Data for analysis Start Marker
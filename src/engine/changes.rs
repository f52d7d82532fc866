//! Change reconstruction: pair each successful pipeline run with the first
//! commit of the change it deployed, via a first-parent walk of the commit
//! graph, and derive per-deployment lead times.

use std::collections::HashMap;

use tracing::debug;

use super::error::EngineError;
use crate::model::{Change, Commit, PipelineRun, RunStatus};

/// Reconstructs one [`Change`] per successful run in `runs`.
///
/// `commits` must be the chronologically ordered commit list spanning the
/// runs' history, including each run's trigger commit and its first parent.
/// The first parent of a trigger commit is the last commit of the
/// *previous* change, so the commit right after it in the ordered list is
/// where the current change began.
///
/// Assumes linear first-parent history per pipeline target branch. A
/// rewritten history (rebase, force-push) desynchronizes the pairing; that
/// is detected and reported instead of producing wrong lead times.
pub fn reconstruct_changes(
    commits: &[Commit],
    runs: &[PipelineRun],
) -> Result<Vec<Change>, EngineError> {
    let deployed: Vec<&PipelineRun> = runs
        .iter()
        .filter(|run| run.status == RunStatus::Success)
        .collect();

    if commits.is_empty() || deployed.is_empty() {
        return Err(EngineError::NoEvents);
    }

    for (index, pair) in commits.windows(2).enumerate() {
        if pair[1].created_at < pair[0].created_at {
            return Err(EngineError::UnsortedInput {
                context: "change reconstruction",
                index: index + 1,
            });
        }
    }

    let by_sha: HashMap<&str, &Commit> = commits
        .iter()
        .map(|commit| (commit.sha.as_str(), commit))
        .collect();

    // Boundary markers, one per run in run order: the trigger commit's
    // first parent is the last commit of the previous change.
    let mut boundaries = Vec::with_capacity(deployed.len());
    for run in &deployed {
        let trigger = by_sha
            .get(run.commit_sha.as_str())
            .ok_or_else(|| EngineError::UnknownCommit {
                run_id: run.id,
                sha: run.commit_sha.clone(),
            })?;
        let parent = trigger
            .parent_shas
            .first()
            .ok_or_else(|| EngineError::ShallowHistory {
                sha: trigger.sha.clone(),
            })?;
        boundaries.push(parent.clone());
    }

    // Single forward walk: find each boundary, take the commit right after
    // it as the change's first commit, then advance past both so a SHA is
    // never matched twice.
    let mut changes = Vec::with_capacity(deployed.len());
    let mut cursor = 0usize;
    for (run, boundary) in deployed.iter().zip(&boundaries) {
        let found = commits[cursor..]
            .iter()
            .position(|commit| commit.sha == *boundary)
            .map(|offset| cursor + offset);
        let boundary_index = found.ok_or_else(|| EngineError::HistoryDesync {
            sha: boundary.clone(),
        })?;
        let first_commit =
            commits
                .get(boundary_index + 1)
                .ok_or_else(|| EngineError::HistoryDesync {
                    sha: boundary.clone(),
                })?;
        cursor = boundary_index + 2;

        if run.updated_at < first_commit.created_at {
            return Err(EngineError::NegativeLeadTime {
                first_commit_at: first_commit.created_at,
                deployed_at: run.updated_at,
            });
        }

        debug!(
            run_id = run.id,
            first_commit = %first_commit.sha,
            lead_seconds = (run.updated_at - first_commit.created_at).num_seconds(),
            "paired pipeline run with change start"
        );

        changes.push(Change {
            repository: first_commit.repository.clone(),
            pipeline: run.pipeline.clone(),
            first_commit_at: first_commit.created_at,
            deployed_at: run.updated_at,
        });
    }

    Ok(changes)
}

#[cfg(test)]
mod tests {
    use super::*;
    use chrono::{DateTime, Duration, Utc};

    fn at(raw: &str) -> DateTime<Utc> {
        DateTime::parse_from_rfc3339(raw).unwrap().with_timezone(&Utc)
    }

    fn commit(sha: &str, parents: &[&str], created_at: &str) -> Commit {
        Commit {
            sha: sha.to_string(),
            parent_shas: parents.iter().map(|p| p.to_string()).collect(),
            repository: "api".to_string(),
            created_at: at(created_at),
        }
    }

    fn run(id: u64, sha: &str, updated_at: &str) -> PipelineRun {
        PipelineRun {
            id,
            commit_sha: sha.to_string(),
            pipeline: "api-deploy".to_string(),
            started_at: at(updated_at) - Duration::minutes(2),
            updated_at: at(updated_at),
            status: RunStatus::Success,
        }
    }

    /// Merge chain on main with two deployed merges; the commits between
    /// the merges are the feature work each change delivered.
    fn merge_history() -> Vec<Commit> {
        vec![
            commit("b9b4a4d0", &["deadbeef", "cafecafe"], "2024-03-01T10:00:00Z"),
            commit("f111f111", &["b9b4a4d0"], "2024-03-01T10:00:22Z"),
            commit("3d95e6c1", &["b9b4a4d0", "f111f111"], "2024-03-01T10:02:00Z"),
            commit("487d9b2e", &["3d95e6c1"], "2024-03-01T10:05:00Z"),
            commit("f222f222", &["487d9b2e"], "2024-03-01T10:05:19Z"),
            commit("1db2c3a7", &["487d9b2e", "f222f222"], "2024-03-01T10:07:00Z"),
        ]
    }

    #[test]
    fn pairs_runs_with_first_commits_across_merges() {
        let commits = merge_history();
        let runs = vec![
            run(1, "3d95e6c1", "2024-03-01T10:04:00Z"),
            run(2, "1db2c3a7", "2024-03-01T10:09:00Z"),
        ];

        let changes = reconstruct_changes(&commits, &runs).unwrap();

        assert_eq!(changes.len(), 2);
        assert_eq!(changes[0].first_commit_at, at("2024-03-01T10:00:22Z"));
        assert_eq!(changes[0].lead_time(), Duration::seconds(218));
        assert_eq!(changes[1].first_commit_at, at("2024-03-01T10:05:19Z"));
        assert_eq!(changes[1].lead_time(), Duration::seconds(221));
    }

    #[test]
    fn ignores_failed_and_running_runs() {
        let commits = merge_history();
        let mut failed = run(3, "3d95e6c1", "2024-03-01T10:03:00Z");
        failed.status = RunStatus::Failed;
        let runs = vec![failed, run(4, "1db2c3a7", "2024-03-01T10:09:00Z")];

        let changes = reconstruct_changes(&commits, &runs).unwrap();

        // The failed run contributes no boundary, so the walk starts at the
        // second run's boundary instead.
        assert_eq!(changes.len(), 1);
        assert_eq!(changes[0].first_commit_at, at("2024-03-01T10:05:19Z"));
    }

    #[test]
    fn empty_inputs_are_an_error_not_a_panic() {
        let commits = merge_history();
        assert_eq!(
            reconstruct_changes(&[], &[run(1, "3d95e6c1", "2024-03-01T10:04:00Z")]),
            Err(EngineError::NoEvents)
        );
        assert_eq!(reconstruct_changes(&commits, &[]), Err(EngineError::NoEvents));
    }

    #[test]
    fn unknown_trigger_commit_is_reported_with_the_run() {
        let commits = merge_history();
        let runs = vec![run(9, "0000aaaa", "2024-03-01T10:04:00Z")];
        assert_eq!(
            reconstruct_changes(&commits, &runs),
            Err(EngineError::UnknownCommit {
                run_id: 9,
                sha: "0000aaaa".to_string()
            })
        );
    }

    #[test]
    fn rewritten_history_is_detected() {
        // Second run's boundary precedes the walk cursor after the first
        // pairing, as happens after a force-push rewrites the chain.
        let commits = merge_history();
        let runs = vec![
            run(1, "1db2c3a7", "2024-03-01T10:09:00Z"),
            run(2, "3d95e6c1", "2024-03-01T10:10:00Z"),
        ];
        assert_eq!(
            reconstruct_changes(&commits, &runs),
            Err(EngineError::HistoryDesync {
                sha: "b9b4a4d0".to_string()
            })
        );
    }

    #[test]
    fn root_trigger_commit_is_a_shallow_history_error() {
        let commits = vec![
            commit("aaaa0000", &[], "2024-03-01T10:00:00Z"),
            commit("bbbb1111", &["aaaa0000"], "2024-03-01T10:01:00Z"),
        ];
        let runs = vec![run(1, "aaaa0000", "2024-03-01T10:05:00Z")];
        assert_eq!(
            reconstruct_changes(&commits, &runs),
            Err(EngineError::ShallowHistory {
                sha: "aaaa0000".to_string()
            })
        );
    }

    #[test]
    fn deployment_before_first_commit_fails_fast() {
        let commits = merge_history();
        let runs = vec![run(1, "3d95e6c1", "2024-03-01T10:00:10Z")];
        let err = reconstruct_changes(&commits, &runs).unwrap_err();
        assert!(matches!(err, EngineError::NegativeLeadTime { .. }));
    }
}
Data for analysis End Marker
● Aim of the exercise:
Reply with the lines from the first line of the entries through the line that contains "use std::collections::HashMap;", repeated exactly with both ends kept, and with nothing else.

● Finished task:
filename src/engine/changes.rs
repository f52d7d82532fc866
//! Change reconstruction: pair each successful pipeline run with the first
//! commit of the change it deployed, via a first-parent walk of the commit
//! graph, and derive per-deployment lead times.

use std::collections::HashMap;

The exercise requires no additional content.